The Inc RNA may be expressed from any plasmid that is able to replicate in the host cell of the target I-complex super-family first plasmid, that is not able to undergo conjugation, and that can be cured from the host cell. Plasmids that are easily eliminated by standard treatment with DNA intercalation agents, or other standard plasmid elimination methods known to one skilled in the art may be used. A plasmid having a negative selection marker may be used, where growth under the negative selection conditions corresponding to the negative selection marker eliminates cells harboring the plasmid. Remaining cells will have lost the plasmid. Particularly useful are plasmids having a temperature sensitive origin of replication, such as pJW168 (Wild et al., Gene 223: 55-66 (1998)). This type of plasmid may be readily eliminated from a host cell by growing the cell at a restrictive temperature for plasmid replication. For example, a typical temperature sensitive origin of replication functions at an incubation temperature of 30° C., while at 42° C., replication is defective and the plasmid is lost from the host cell.

EXAMPLES

The present invention is further defined in the following Examples. It should be understood that these Examples are given by way of illustration only. From the above discussion and these Examples, one skilled in the art can ascertain the essential characteristics of this invention, and without departing from the spirit and scope thereof, can make various changes and modifications of the invention to adapt it to various uses and conditions.

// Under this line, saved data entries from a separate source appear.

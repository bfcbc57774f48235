//! SPI bus abstractions
//!
//! Provides traits for SPI master operations that can be implemented
//! by chip-specific HALs. Transfers are blocking and must be bounded by a
//! timeout in the implementation; device select is handled separately by
//! [`crate::select::ChipSelect`].

/// SPI bus master
///
/// A device command is a write phase optionally followed by a read phase,
/// both inside one select assertion.
pub trait SpiBus {
    /// Error type for SPI operations
    type Error;

    /// Write data, discarding what is clocked in
    fn write(&mut self, data: &[u8]) -> Result<(), Self::Error>;

    /// Read data (writes zeros)
    fn read(&mut self, buf: &mut [u8]) -> Result<(), Self::Error>;
}

/// SPI configuration
#[derive(Debug, Clone, Copy)]
pub struct SpiConfig {
    /// Clock frequency in Hz
    pub frequency: u32,
    /// Clock polarity and phase
    pub mode: Mode,
}

/// SPI mode (combined polarity and phase)
#[derive(Debug, Clone, Copy, PartialEq, Eq)]
pub enum Mode {
    /// Mode 0: CPOL=0, CPHA=0
    Mode0,
    /// Mode 1: CPOL=0, CPHA=1
    Mode1,
    /// Mode 2: CPOL=1, CPHA=0
    Mode2,
    /// Mode 3: CPOL=1, CPHA=1
    Mode3,
}
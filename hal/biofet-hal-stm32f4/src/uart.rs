//! UART adapter for STM32F4
//!
//! The command link transmits through the `biofet-hal` [`UartTx`] trait;
//! reception stays on embassy's async reader in the firmware loop.

use biofet_hal::uart::{DataBits, Parity, StopBits, UartConfig, UartTx};
use embassy_stm32::usart::{self, Error as UsartError};

/// Error from UART operations
#[derive(Debug, Clone, Copy, PartialEq, Eq)]
#[cfg_attr(feature = "defmt", derive(defmt::Format))]
pub enum UartBusError {
    /// Framing error
    Framing,
    /// Noise error
    Noise,
    /// Overrun error
    Overrun,
    /// Parity error
    Parity,
    /// Buffer too small
    BufferTooSmall,
    /// Frame format the peripheral cannot produce
    Unsupported,
    /// Other error
    Other,
}

impl From<UsartError> for UartBusError {
    fn from(e: UsartError) -> Self {
        match e {
            UsartError::Framing => UartBusError::Framing,
            UsartError::Noise => UartBusError::Noise,
            UsartError::Overrun => UartBusError::Overrun,
            UsartError::Parity => UartBusError::Parity,
            UsartError::BufferTooLong => UartBusError::BufferTooSmall,
            _ => UartBusError::Other,
        }
    }
}

/// Translate a board-agnostic UART config for embassy-stm32
///
/// The F4 USART word is 8 or 9 bits, so 7 data bits are rejected.
pub fn uart_config(config: &UartConfig) -> Result<usart::Config, UartBusError> {
    let mut out = usart::Config::default();
    out.baudrate = config.baudrate;
    out.data_bits = match config.data_bits {
        DataBits::Seven => return Err(UartBusError::Unsupported),
        DataBits::Eight => usart::DataBits::DataBits8,
        DataBits::Nine => usart::DataBits::DataBits9,
    };
    out.parity = match config.parity {
        Parity::None => usart::Parity::ParityNone,
        Parity::Even => usart::Parity::ParityEven,
        Parity::Odd => usart::Parity::ParityOdd,
    };
    out.stop_bits = match config.stop_bits {
        StopBits::One => usart::StopBits::STOP1,
        StopBits::Two => usart::StopBits::STOP2,
    };
    Ok(out)
}

/// Transmit half of the command link
///
/// Wraps any blocking `embedded_io::Write` whose errors are USART errors,
/// e.g. `BufferedUartTx` or a blocking `UartTx`.
pub struct SerialTx<W> {
    inner: W,
}

impl<W> SerialTx<W>
where
    W: embedded_io::Write<Error = UsartError>,
{
    pub fn new(inner: W) -> Self {
        Self { inner }
    }
}

impl<W> UartTx for SerialTx<W>
where
    W: embedded_io::Write<Error = UsartError>,
{
    type Error = UartBusError;

    fn write_blocking(&mut self, data: &[u8]) -> Result<(), Self::Error> {
        self.inner.write_all(data).map_err(UartBusError::from)
    }

    fn flush(&mut self) -> Result<(), Self::Error> {
        self.inner.flush().map_err(UartBusError::from)
    }
}
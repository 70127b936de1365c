//! The watch stream: current-state replay, live events in order, and
//! cooperative cancellation.

mod common;

use std::time::Duration;

use tokio_util::sync::CancellationToken;
use upspin_core::PathName;

async fn next_event(
    rx: &mut tokio::sync::mpsc::Receiver<upspin_core::WatchEvent>,
) -> Option<upspin_core::WatchEvent> {
    tokio::time::timeout(Duration::from_secs(5), rx.recv())
        .await
        .expect("timed out waiting for watch event")
}

#[tokio::test]
async fn replay_then_live_then_cancel() {
    let ann = common::new_user("ann@example.com", "watch-basic", 1).await;
    ann.mkdir(&"ann@example.com/".into()).await.unwrap();
    ann.mkdir(&"ann@example.com/w".into()).await.unwrap();
    ann.put(&"ann@example.com/w/pre".into(), b"existing").await.unwrap();

    let dir = ann.dir_for(&"ann@example.com".into()).await.unwrap();
    let cancel = CancellationToken::new();
    let mut rx = dir
        .watch(&"ann@example.com/w".into(), -1, cancel.clone())
        .await
        .unwrap();

    // Replay: the watched directory and its file, in tree order.
    let first = next_event(&mut rx).await.unwrap();
    assert_eq!(first.entry.name.as_str(), "ann@example.com/w");
    let second = next_event(&mut rx).await.unwrap();
    assert_eq!(second.entry.name.as_str(), "ann@example.com/w/pre");
    assert!(!second.delete);

    // Live events arrive for the subtree only, in sequence order.
    ann.put(&"ann@example.com/elsewhere".into(), b"x").await.unwrap();
    ann.put(&"ann@example.com/w/live".into(), b"new").await.unwrap();
    let live = next_event(&mut rx).await.unwrap();
    assert_eq!(live.entry.name.as_str(), "ann@example.com/w/live");
    assert!(!live.delete);

    let seq_before = live.entry.sequence;
    ann.delete(&"ann@example.com/w/live".into()).await.unwrap();
    let gone = next_event(&mut rx).await.unwrap();
    assert!(gone.delete);
    assert_eq!(gone.entry.name.as_str(), "ann@example.com/w/live");
    assert_eq!(gone.entry.sequence, seq_before);

    // Cancellation ends the stream.
    cancel.cancel();
    let end = next_event(&mut rx).await;
    assert!(end.is_none());
}

#[tokio::test]
async fn watch_from_now_skips_replay() {
    let ann = common::new_user("ann@example.com", "watch-now", 1).await;
    ann.mkdir(&"ann@example.com/".into()).await.unwrap();
    ann.put(&"ann@example.com/old".into(), b"old").await.unwrap();

    let dir = ann.dir_for(&"ann@example.com".into()).await.unwrap();
    let cancel = CancellationToken::new();
    let mut rx = dir
        .watch(&PathName::from("ann@example.com/"), 0, cancel.clone())
        .await
        .unwrap();

    ann.put(&"ann@example.com/new".into(), b"new").await.unwrap();
    let event = next_event(&mut rx).await.unwrap();
    assert_eq!(event.entry.name.as_str(), "ann@example.com/new");
    cancel.cancel();
}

The meaning of abbreviations used is as follows: “min” means minute(s), “h” means hour(s), “μL” means microliter(s), “mL” means milliliter(s), “L” means liter(s), “nm” means nanometer(s), “mm” means millimeter(s), “cm” means centimeter(s), “μm” means micrometer(s), “mM” means millimolar, “M” means molar, “mmol” means millimole(s), “μmole” means micromole(s), “g” means gram(s), “μg” means microgram(s), “ng” means nanogram(s), “mg” means milligram(s), “g” means the gravitation constant, “rpm” means revolutions per minute,

General Methods

Standard recombinant DNA and molecular cloning techniques used in the Examples are well known in the art and are described by Sambrook, J., Fritsch, E. F. and Maniatis, T., Molecular Cloning: A Laboratory Manual, Cold Spring Harbor Laboratory Press, Cold Spring Harbor, N.Y., 1989, by T. J. Silhavy, M. L. Bennan, and L. W. Enquist, Experiments with Gene Fusions, Cold Spring Harbor Laboratory, Cold Spring Harbor, N.Y., 1984, and by Ausubel, F. M. et al., Current Protocols in Molecular Biology, Greene Publishing Assoc. and Wiley-Interscience, N.Y., 1987.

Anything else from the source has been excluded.